Thirdly, too much regulation in this space may restrict the scale of the leading digital asset projects to only the Australians who carry the necessary technical sophistication to access them. This would significantly reduce the potential benefits of these projects, which can provide meaningful value for participants, to a limited audience rather than the average Australian who may otherwise stand to benefit. We think these are all scenarios that should be avoided, and risks that arise without regulation can be better addressed through appropriate access to education, disclosures and risk warnings.

Our recommendation is that crypto-assets should instead be classified on a case-by-case basis under the existing regulations, with consideration given to the underlying methodology used by other jurisdictions to mitigate the risk of conflict of laws issues. This work could be completed by the new regulatory working group outlined in Recommendation A and be supported by public consultations on each asset and the underlying technology it leverages, with allowance for the industry to provide input and feedback.
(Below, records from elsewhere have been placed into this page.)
impl CheckoutLogRepository {
    /// Creates a new CheckoutLogRepository.
    pub fn new(pool: SqlitePool, feed: ChangeFeed) -> Self {
        CheckoutLogRepository { pool, feed }
    }

    // =========================================================================
    // Reads
    // =========================================================================

    pub async fn get_by_id(&self, id: &str) -> DbResult<Option<CheckoutLog>> {
        let mut conn = self.pool.acquire().await?;
        fetch_log(&mut *conn, id).await
    }

    /// All logs, newest checkout first.
    pub async fn get_all(&self) -> DbResult<Vec<CheckoutLog>> {
        let sql = format!(
            "SELECT {LOG_COLUMNS} FROM checkout_logs ORDER BY checkout_time DESC, id ASC"
        );
        let logs = sqlx::query_as::<_, CheckoutLog>(&sql)
            .fetch_all(&self.pool)
            .await?;
        Ok(logs)
    }

    /// Live view of all logs.
    pub fn watch_all(&self) -> LiveQuery<Vec<CheckoutLog>> {
        let repo = self.clone();
        self.feed.live(Table::CheckoutLogs, move || {
            let repo = repo.clone();
            async move { repo.get_all().await }
        })
    }

    /// History of one item, newest first.
    pub async fn get_by_item(&self, item_id: &str) -> DbResult<Vec<CheckoutLog>> {
        let sql = format!(
            "SELECT {LOG_COLUMNS} FROM checkout_logs WHERE item_id = ?1 \
             ORDER BY checkout_time DESC, id ASC"
        );
        let logs = sqlx::query_as::<_, CheckoutLog>(&sql)
            .bind(item_id)
            .fetch_all(&self.pool)
            .await?;
        Ok(logs)
    }

    /// History of one staff member, newest first.
    pub async fn get_by_staff(&self, staff_id: &str) -> DbResult<Vec<CheckoutLog>> {
        let sql = format!(
            "SELECT {LOG_COLUMNS} FROM checkout_logs WHERE staff_id = ?1 \
             ORDER BY checkout_time DESC, id ASC"
        );
        let logs = sqlx::query_as::<_, CheckoutLog>(&sql)
            .bind(staff_id)
            .fetch_all(&self.pool)
            .await?;
        Ok(logs)
    }

    /// Logs not yet checked in, oldest first.
    pub async fn get_open(&self) -> DbResult<Vec<CheckoutLog>> {
        let sql = format!(
            "SELECT {LOG_COLUMNS} FROM checkout_logs WHERE checkin_time IS NULL \
             ORDER BY checkout_time ASC, id ASC"
        );
        let logs = sqlx::query_as::<_, CheckoutLog>(&sql)
            .fetch_all(&self.pool)
            .await?;
        Ok(logs)
    }

    /// Live view of open logs.
    pub fn watch_open(&self) -> LiveQuery<Vec<CheckoutLog>> {
        let repo = self.clone();
        self.feed.live(Table::CheckoutLogs, move || {
            let repo = repo.clone();
            async move { repo.get_open().await }
        })
    }

    /// Logs whose checkout time falls in `[from, to)`, oldest first.
    pub async fn get_between(&self, from: EpochMillis, to: EpochMillis) -> DbResult<Vec<CheckoutLog>> {
        let sql = format!(
            "SELECT {LOG_COLUMNS} FROM checkout_logs \
             WHERE checkout_time >= ?1 AND checkout_time < ?2 \
             ORDER BY checkout_time ASC, id ASC"
        );
        let logs = sqlx::query_as::<_, CheckoutLog>(&sql)
            .bind(from)
            .bind(to)
            .fetch_all(&self.pool)
            .await?;
        Ok(logs)
    }

    pub async fn modified_after(&self, since: EpochMillis) -> DbResult<Vec<CheckoutLog>> {
        let sql = format!(
            "SELECT {LOG_COLUMNS} FROM checkout_logs WHERE last_modified > ?1 \
             ORDER BY last_modified ASC"
        );
        let logs = sqlx::query_as::<_, CheckoutLog>(&sql)
            .bind(since)
            .fetch_all(&self.pool)
            .await?;
        Ok(logs)
    }

    pub async fn not_synced_since(&self, since: EpochMillis) -> DbResult<Vec<CheckoutLog>> {
        let sql = format!(
            "SELECT {LOG_COLUMNS} FROM checkout_logs \
             WHERE last_sync_timestamp IS NULL OR last_sync_timestamp < ?1 \
             ORDER BY last_modified ASC"
        );
        let logs = sqlx::query_as::<_, CheckoutLog>(&sql)
            .bind(since)
            .fetch_all(&self.pool)
            .await?;
        Ok(logs)
    }

    // =========================================================================
    // Plain writes
    // =========================================================================

    /// Inserts a log as-is and enqueues an INSERT. Item status is untouched;
    /// use [`check_out`](Self::check_out) for the full workflow.
    pub async fn insert(&self, log: &CheckoutLog) -> DbResult<CheckoutLog> {
        let mut log = log.clone();
        log.touch(now_millis());
        validate_checkout_log(&log)?;

        let mut tx = self.pool.begin().await?;
        insert_log(&mut *tx, &log).await?;
        enqueue_on(&mut *tx, EntityType::CheckoutLog, &log.id, OperationKind::Insert).await?;
        tx.commit().await?;

        self.feed
            .publish(&mutation_events(Table::CheckoutLogs, ChangeKind::Insert));
        debug!(log_id = %log.id, "Checkout log created");

        Ok(log)
    }

    /// Replaces a log and enqueues an UPDATE.
    pub async fn update(&self, log: &CheckoutLog) -> DbResult<CheckoutLog> {
        let mut log = log.clone();
        log.touch(now_millis().max(log.last_modified + 1));
        validate_checkout_log(&log)?;

        let mut tx = self.pool.begin().await?;

        let result = sqlx::query(
            r#"
            UPDATE checkout_logs SET
                item_id = ?2,
                staff_id = ?3,
                checkout_time = ?4,
                due_time = ?5,
                checkin_time = ?6,
                notes = ?7,
                last_modified = ?8
            WHERE id = ?1
            "#,
        )
        .bind(&log.id)
        .bind(&log.item_id)
        .bind(&log.staff_id)
        .bind(log.checkout_time)
        .bind(log.due_time)
        .bind(log.checkin_time)
        .bind(&log.notes)
        .bind(log.last_modified)
        .execute(&mut *tx)
        .await?;

        if result.rows_affected() == 0 {
            return Err(DbError::not_found("CheckoutLog", &log.id));
        }

        enqueue_on(&mut *tx, EntityType::CheckoutLog, &log.id, OperationKind::Update).await?;
        tx.commit().await?;

        self.feed
            .publish(&mutation_events(Table::CheckoutLogs, ChangeKind::Update));
        debug!(log_id = %log.id, "Checkout log updated");

        Ok(log)
    }

    /// Deletes a log and enqueues a DELETE.
    pub async fn delete(&self, id: &str) -> DbResult<()> {
        let mut tx = self.pool.begin().await?;

        let result = sqlx::query("DELETE FROM checkout_logs WHERE id = ?1")
            .bind(id)
            .execute(&mut *tx)
            .await?;

        if result.rows_affected() == 0 {
            return Err(DbError::not_found("CheckoutLog", id));
        }

        enqueue_on(&mut *tx, EntityType::CheckoutLog, id, OperationKind::Delete).await?;
        tx.commit().await?;

        self.feed
            .publish(&mutation_events(Table::CheckoutLogs, ChangeKind::Delete));
        info!(log_id = %id, "Checkout log deleted");

        Ok(())
    }

    // =========================================================================
    // Workflows
    // =========================================================================

    /// Checks an available item out to an active staff member.
    ///
    /// ## Errors
    /// - `CoreError::ItemNotFound` / `ItemUnavailable`
    /// - `CoreError::StaffNotFound` / `StaffInactive`
    pub async fn check_out(
        &self,
        item_id: &str,
        staff_id: &str,
        due_time: Option<EpochMillis>,
        notes: Option<String>,
    ) -> DbResult<CheckoutLog> {
        let now = now_millis();
        let mut log = CheckoutLog::open(item_id, staff_id, now, due_time);
        log.notes = notes;
        validate_checkout_log(&log)?;

        let mut tx = self.pool.begin().await?;

        // Claim the item first; this also takes the write lock
        let claimed = sqlx::query(
            "UPDATE items SET status = ?2, last_modified = MAX(?3, last_modified + 1) \
             WHERE id = ?1 AND status = ?4",
        )
        .bind(item_id)
        .bind(ItemStatus::CheckedOut)
        .bind(now)
        .bind(ItemStatus::Available)
        .execute(&mut *tx)
        .await?;

        if claimed.rows_affected() == 0 {
            let item = fetch_item(&mut *tx, item_id).await?;
            return Err(match item {
                None => CoreError::ItemNotFound(item_id.to_string()),
                Some(item) => CoreError::ItemUnavailable {
                    item_id: item.id,
                    status: item.status,
                },
            }
            .into());
        }

        match fetch_staff(&mut *tx, staff_id).await? {
            None => return Err(CoreError::StaffNotFound(staff_id.to_string()).into()),
            Some(staff) if !staff.active => {
                return Err(CoreError::StaffInactive(staff.id).into());
            }
            Some(_) => {}
        }

        insert_log(&mut *tx, &log).await?;
        enqueue_on(&mut *tx, EntityType::Item, item_id, OperationKind::Update).await?;
        enqueue_on(&mut *tx, EntityType::CheckoutLog, &log.id, OperationKind::Insert).await?;
        tx.commit().await?;

        self.feed.publish(&[
            ChangeEvent::new(Table::Items, ChangeKind::Update),
            ChangeEvent::new(Table::CheckoutLogs, ChangeKind::Insert),
            ChangeEvent::new(Table::PendingOperations, ChangeKind::Insert),
        ]);
        info!(
            log_id = %log.id,
            item_id = %item_id,
            staff_id = %staff_id,
            "Item checked out"
        );

        Ok(log)
    }

    /// Closes an open checkout and returns the item to the shelf.
    ///
    /// The item is only flipped back to `AVAILABLE` if it is still marked
    /// `CHECKED_OUT`; an item moved to maintenance meanwhile keeps its status.
    pub async fn check_in(&self, log_id: &str) -> DbResult<CheckoutLog> {
        let mut tx = begin_write(&self.pool).await?;

        let log = fetch_log(&mut *tx, log_id)
            .await?
            .ok_or_else(|| CoreError::CheckoutLogNotFound(log_id.to_string()))?;
        if !log.is_open() {
            return Err(CoreError::AlreadyCheckedIn(log.id).into());
        }

        // Never close before the checkout itself, even if the clock moved back
        let now = now_millis().max(log.checkout_time);
        let modified = now.max(log.last_modified + 1);

        sqlx::query("UPDATE checkout_logs SET checkin_time = ?2, last_modified = ?3 WHERE id = ?1")
            .bind(&log.id)
            .bind(now)
            .bind(modified)
            .execute(&mut *tx)
            .await?;

        let released = sqlx::query(
            "UPDATE items SET status = ?2, last_modified = MAX(?3, last_modified + 1) \
             WHERE id = ?1 AND status = ?4",
        )
        .bind(&log.item_id)
        .bind(ItemStatus::Available)
        .bind(now)
        .bind(ItemStatus::CheckedOut)
        .execute(&mut *tx)
        .await?
        .rows_affected()
            > 0;

        enqueue_on(&mut *tx, EntityType::CheckoutLog, &log.id, OperationKind::Update).await?;
        if released {
            enqueue_on(&mut *tx, EntityType::Item, &log.item_id, OperationKind::Update).await?;
        }
        tx.commit().await?;

        let mut events = vec![
            ChangeEvent::new(Table::CheckoutLogs, ChangeKind::Update),
            ChangeEvent::new(Table::PendingOperations, ChangeKind::Insert),
        ];
        if released {
            events.push(ChangeEvent::new(Table::Items, ChangeKind::Update));
        }
        self.feed.publish(&events);
        info!(log_id = %log.id, item_id = %log.item_id, released, "Item checked in");

        Ok(CheckoutLog {
            checkin_time: Some(now),
            last_modified: modified,
            ..log
        })
    }

    // =========================================================================
    // Sync bookkeeping
    // =========================================================================

    pub async fn mark_synced(
        &self,
        id: &str,
        version: EpochMillis,
        at: EpochMillis,
    ) -> DbResult<bool> {
        let result = sqlx::query(
            "UPDATE checkout_logs SET last_sync_timestamp = ?3 WHERE id = ?1 AND last_modified = ?2",
        )
        .bind(id)
        .bind(version)
        .bind(at)
        .execute(&self.pool)
        .await?;

        let updated = result.rows_affected() > 0;
        if updated {
            self.feed
                .publish(&[ChangeEvent::new(Table::CheckoutLogs, ChangeKind::Update)]);
        }
        Ok(updated)
    }

    /// Stores a log received from the remote store (last writer wins).
    pub async fn apply_remote(&self, log: &CheckoutLog, synced_at: EpochMillis) -> DbResult<bool> {
        validate_checkout_log(log)?;

        let sql = format!(
            r#"
            INSERT INTO checkout_logs ({LOG_COLUMNS}) VALUES (?1, ?2, ?3, ?4, ?5, ?6, ?7, ?8, ?9)
            ON CONFLICT(id) DO UPDATE SET
                item_id = excluded.item_id,
                staff_id = excluded.staff_id,
                checkout_time = excluded.checkout_time,
                due_time = excluded.due_time,
                checkin_time = excluded.checkin_time,
                notes = excluded.notes,
                last_modified = excluded.last_modified,
                last_sync_timestamp = excluded.last_sync_timestamp
            WHERE excluded.last_modified > checkout_logs.last_modified
            "#
        );

        let mut stored = log.clone();
        stored.last_sync_timestamp = Some(synced_at);

        let result = bind_log(sqlx::query(&sql), &stored)
            .execute(&self.pool)
            .await?;

        let applied = result.rows_affected() > 0;
        if applied {
            self.feed
                .publish(&[ChangeEvent::new(Table::CheckoutLogs, ChangeKind::Update)]);
        }
        Ok(applied)
    }
}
All classifications can then be clearly communicated to the market with a suitable transitional period for businesses to respond.

Recommendation D: Commit to aligning with international standards wherever reasonable

As we have noted previously, crypto-assets are generally international in nature and more borderless than many technologies that have come before them. As such, we would advocate for as much considered alignment with international standards as is reasonable. This is particularly important for token classification to help Australian businesses avoid accidentally breaching international law by following Australian standards.

In line with this, Finder further advocates for a process that acknowledges licences from other jurisdictions when a crypto-asset framework is eventually introduced. This aligns to other crypto-currency frameworks such as the Markets in Crypto-assets (MiCA) framework in the European Union which will allow for this kind of "passporting" to occur between European markets.

Recommendation E: Create new regulatory framework for crypto assets that sit outside of current regulation

Once the token classification outlined in Recommendation C has been completed for current major assets, there will likely be a number of assets that fall outside of the existing regulatory settings. Our recommendation is that a separate, bespoke regulatory framework is created for these assets and that this is carefully aligned against international standards as recommended previously. It is especially important that there is some consistency on how assets or tokens are classified in Australia compared to other jurisdictions. One of the goals should be to avoid scenarios where one jurisdiction is more attractive than another to launch a project due to how assets are classified.

We think it is too early to have a firm view on the specifics for how such a framework could be structured and we will be watching international developments with interest. We further welcome all opportunities to contribute feedback, and our participation, towards future public consultations on this specific topic.

What is clear is that any framework created will need to outline the requirements for organisations that look to offer custody, exchange, brokerage, market and advice services in relation to these assets. Particular attention will need to be paid here to how licensing arrangements equivalent to the Australian Financial Services Licence (AFSL) and those that allow organisations to run licensed financial markets should be structured. These licensing arrangements should seek to maximise innovation and consumer benefit whilst protecting consumers and introducing other economic safeguards.

As outlined in our original submission to this consultation, we see significant potential benefits for Australian consumers arising from innovative DeFi products and services. We would strongly support any new regulatory framework like the one recommended considering DeFi specifically in order to ensure the framework does not stifle innovation in this space.